* _Exercise_
Once the line containing "pub struct LayoutLimits" is located, give it again exactly, together with each line that follows it to the end of the entries, and add nothing else.
⟨
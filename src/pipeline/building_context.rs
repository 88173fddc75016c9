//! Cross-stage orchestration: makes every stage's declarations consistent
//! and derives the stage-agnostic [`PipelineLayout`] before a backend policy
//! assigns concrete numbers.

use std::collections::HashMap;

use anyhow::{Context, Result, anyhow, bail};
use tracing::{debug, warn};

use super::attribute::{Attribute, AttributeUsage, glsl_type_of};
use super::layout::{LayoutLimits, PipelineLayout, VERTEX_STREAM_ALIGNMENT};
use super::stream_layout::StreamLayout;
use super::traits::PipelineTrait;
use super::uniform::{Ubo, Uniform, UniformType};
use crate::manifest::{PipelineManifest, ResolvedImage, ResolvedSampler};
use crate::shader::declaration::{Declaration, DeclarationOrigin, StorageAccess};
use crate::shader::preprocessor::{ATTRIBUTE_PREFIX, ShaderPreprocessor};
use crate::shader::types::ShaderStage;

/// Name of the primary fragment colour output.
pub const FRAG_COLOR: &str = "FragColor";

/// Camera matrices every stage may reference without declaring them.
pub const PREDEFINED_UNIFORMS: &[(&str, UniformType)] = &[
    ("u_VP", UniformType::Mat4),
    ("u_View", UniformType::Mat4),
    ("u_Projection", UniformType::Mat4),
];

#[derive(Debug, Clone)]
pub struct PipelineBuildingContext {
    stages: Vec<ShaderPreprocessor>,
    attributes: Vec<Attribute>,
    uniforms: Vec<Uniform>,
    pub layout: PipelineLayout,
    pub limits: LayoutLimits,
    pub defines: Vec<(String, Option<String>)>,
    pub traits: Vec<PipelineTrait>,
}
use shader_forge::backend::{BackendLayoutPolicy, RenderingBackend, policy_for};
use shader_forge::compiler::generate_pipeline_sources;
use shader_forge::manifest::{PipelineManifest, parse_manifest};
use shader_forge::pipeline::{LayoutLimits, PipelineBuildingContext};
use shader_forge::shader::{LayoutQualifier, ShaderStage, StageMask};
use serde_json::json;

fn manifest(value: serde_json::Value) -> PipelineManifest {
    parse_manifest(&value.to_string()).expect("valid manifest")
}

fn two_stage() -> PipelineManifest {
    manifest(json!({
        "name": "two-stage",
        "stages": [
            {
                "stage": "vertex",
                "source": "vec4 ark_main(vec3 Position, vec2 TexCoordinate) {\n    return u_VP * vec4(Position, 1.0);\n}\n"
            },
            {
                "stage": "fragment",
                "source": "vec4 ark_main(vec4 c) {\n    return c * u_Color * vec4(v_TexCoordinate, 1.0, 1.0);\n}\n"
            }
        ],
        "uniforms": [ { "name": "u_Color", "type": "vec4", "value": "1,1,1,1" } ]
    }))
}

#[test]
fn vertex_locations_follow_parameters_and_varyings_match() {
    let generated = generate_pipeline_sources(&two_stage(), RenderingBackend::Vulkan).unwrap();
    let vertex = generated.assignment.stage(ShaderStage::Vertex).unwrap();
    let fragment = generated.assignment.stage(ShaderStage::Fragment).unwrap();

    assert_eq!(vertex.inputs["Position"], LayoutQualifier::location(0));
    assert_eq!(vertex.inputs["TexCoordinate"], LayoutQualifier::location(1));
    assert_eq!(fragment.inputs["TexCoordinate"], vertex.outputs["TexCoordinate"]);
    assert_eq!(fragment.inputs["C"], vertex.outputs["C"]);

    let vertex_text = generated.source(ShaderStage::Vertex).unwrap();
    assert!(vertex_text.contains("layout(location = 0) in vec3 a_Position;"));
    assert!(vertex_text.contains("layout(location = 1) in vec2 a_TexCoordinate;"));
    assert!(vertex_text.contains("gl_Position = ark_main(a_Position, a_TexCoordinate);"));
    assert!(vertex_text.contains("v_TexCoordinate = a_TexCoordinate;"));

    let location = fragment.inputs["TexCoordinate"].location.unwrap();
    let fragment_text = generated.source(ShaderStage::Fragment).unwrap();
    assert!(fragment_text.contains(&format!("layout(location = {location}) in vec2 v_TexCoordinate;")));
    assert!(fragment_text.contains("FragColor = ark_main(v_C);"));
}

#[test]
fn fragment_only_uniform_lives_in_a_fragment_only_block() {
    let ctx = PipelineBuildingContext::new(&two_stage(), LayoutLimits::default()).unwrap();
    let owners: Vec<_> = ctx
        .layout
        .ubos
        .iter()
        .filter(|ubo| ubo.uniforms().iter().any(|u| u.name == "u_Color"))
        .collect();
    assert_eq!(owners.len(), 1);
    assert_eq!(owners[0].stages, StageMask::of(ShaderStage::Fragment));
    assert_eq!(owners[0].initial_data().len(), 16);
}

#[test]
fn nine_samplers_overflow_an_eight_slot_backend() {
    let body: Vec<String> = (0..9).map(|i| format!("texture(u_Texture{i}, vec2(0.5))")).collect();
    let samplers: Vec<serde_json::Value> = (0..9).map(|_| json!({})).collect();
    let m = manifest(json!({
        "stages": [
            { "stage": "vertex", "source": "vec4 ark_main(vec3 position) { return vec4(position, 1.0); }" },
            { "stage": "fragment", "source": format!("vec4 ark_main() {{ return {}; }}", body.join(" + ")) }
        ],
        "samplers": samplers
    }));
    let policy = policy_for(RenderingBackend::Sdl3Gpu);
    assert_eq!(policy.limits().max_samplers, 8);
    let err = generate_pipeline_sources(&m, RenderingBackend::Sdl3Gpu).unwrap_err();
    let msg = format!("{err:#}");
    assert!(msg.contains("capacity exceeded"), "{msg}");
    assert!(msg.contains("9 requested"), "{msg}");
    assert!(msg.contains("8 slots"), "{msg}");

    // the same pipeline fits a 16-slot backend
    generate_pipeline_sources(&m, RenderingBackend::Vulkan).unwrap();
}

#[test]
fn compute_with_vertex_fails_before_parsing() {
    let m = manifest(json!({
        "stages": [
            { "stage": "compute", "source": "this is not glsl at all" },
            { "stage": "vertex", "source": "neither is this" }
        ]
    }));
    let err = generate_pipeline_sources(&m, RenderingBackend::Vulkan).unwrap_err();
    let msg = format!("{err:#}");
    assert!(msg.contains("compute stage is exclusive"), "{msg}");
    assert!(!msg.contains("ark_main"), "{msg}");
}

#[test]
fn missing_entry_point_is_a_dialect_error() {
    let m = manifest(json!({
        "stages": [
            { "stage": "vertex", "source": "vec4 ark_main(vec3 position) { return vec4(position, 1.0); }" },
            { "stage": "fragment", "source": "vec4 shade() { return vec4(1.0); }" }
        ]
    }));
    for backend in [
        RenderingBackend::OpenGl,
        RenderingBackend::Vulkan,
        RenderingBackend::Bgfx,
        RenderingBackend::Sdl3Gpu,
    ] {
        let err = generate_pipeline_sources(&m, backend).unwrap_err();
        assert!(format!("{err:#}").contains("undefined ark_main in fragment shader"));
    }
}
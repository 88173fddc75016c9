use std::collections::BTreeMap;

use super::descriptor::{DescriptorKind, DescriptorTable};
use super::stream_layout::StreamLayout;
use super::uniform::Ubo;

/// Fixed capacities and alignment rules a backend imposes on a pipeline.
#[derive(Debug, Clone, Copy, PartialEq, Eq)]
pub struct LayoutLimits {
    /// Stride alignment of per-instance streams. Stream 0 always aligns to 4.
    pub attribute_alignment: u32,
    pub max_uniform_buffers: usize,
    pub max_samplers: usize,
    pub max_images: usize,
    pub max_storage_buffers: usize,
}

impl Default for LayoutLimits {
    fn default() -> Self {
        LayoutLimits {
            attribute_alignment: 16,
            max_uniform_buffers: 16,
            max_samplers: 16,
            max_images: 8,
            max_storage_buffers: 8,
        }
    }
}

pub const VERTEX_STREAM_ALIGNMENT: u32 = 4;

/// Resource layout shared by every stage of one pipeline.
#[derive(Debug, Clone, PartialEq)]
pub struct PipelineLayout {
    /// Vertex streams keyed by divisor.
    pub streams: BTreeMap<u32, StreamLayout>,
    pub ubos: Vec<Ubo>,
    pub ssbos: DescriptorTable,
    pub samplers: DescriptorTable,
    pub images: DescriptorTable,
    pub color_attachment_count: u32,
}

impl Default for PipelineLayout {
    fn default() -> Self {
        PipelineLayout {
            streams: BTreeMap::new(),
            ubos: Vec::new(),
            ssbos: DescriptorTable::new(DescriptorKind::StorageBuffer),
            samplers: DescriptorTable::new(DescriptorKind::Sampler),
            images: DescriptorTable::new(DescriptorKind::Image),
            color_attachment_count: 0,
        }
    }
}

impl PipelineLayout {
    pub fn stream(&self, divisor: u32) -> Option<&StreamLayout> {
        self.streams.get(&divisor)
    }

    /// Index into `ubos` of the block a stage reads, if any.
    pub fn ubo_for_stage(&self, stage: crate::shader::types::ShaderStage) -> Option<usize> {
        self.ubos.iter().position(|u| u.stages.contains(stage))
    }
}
⟩
* _Written reply_
pub struct LayoutLimits {
    /// Stride alignment of per-instance streams. Stream 0 always aligns to 4.
    pub attribute_alignment: u32,
    pub max_uniform_buffers: usize,
    pub max_samplers: usize,
    pub max_images: usize,
    pub max_storage_buffers: usize,
}

impl Default for LayoutLimits {
    fn default() -> Self {
        LayoutLimits {
            attribute_alignment: 16,
            max_uniform_buffers: 16,
            max_samplers: 16,
            max_images: 8,
            max_storage_buffers: 8,
        }
    }
}

pub const VERTEX_STREAM_ALIGNMENT: u32 = 4;

/// Resource layout shared by every stage of one pipeline.
#[derive(Debug, Clone, PartialEq)]
pub struct PipelineLayout {
    /// Vertex streams keyed by divisor.
    pub streams: BTreeMap<u32, StreamLayout>,
    pub ubos: Vec<Ubo>,
    pub ssbos: DescriptorTable,
    pub samplers: DescriptorTable,
    pub images: DescriptorTable,
    pub color_attachment_count: u32,
}

impl Default for PipelineLayout {
    fn default() -> Self {
        PipelineLayout {
            streams: BTreeMap::new(),
            ubos: Vec::new(),
            ssbos: DescriptorTable::new(DescriptorKind::StorageBuffer),
            samplers: DescriptorTable::new(DescriptorKind::Sampler),
            images: DescriptorTable::new(DescriptorKind::Image),
            color_attachment_count: 0,
        }
    }
}

impl PipelineLayout {
    pub fn stream(&self, divisor: u32) -> Option<&StreamLayout> {
        self.streams.get(&divisor)
    }

    /// Index into `ubos` of the block a stage reads, if any.
    pub fn ubo_for_stage(&self, stage: crate::shader::types::ShaderStage) -> Option<usize> {
        self.ubos.iter().position(|u| u.stages.contains(stage))
    }
}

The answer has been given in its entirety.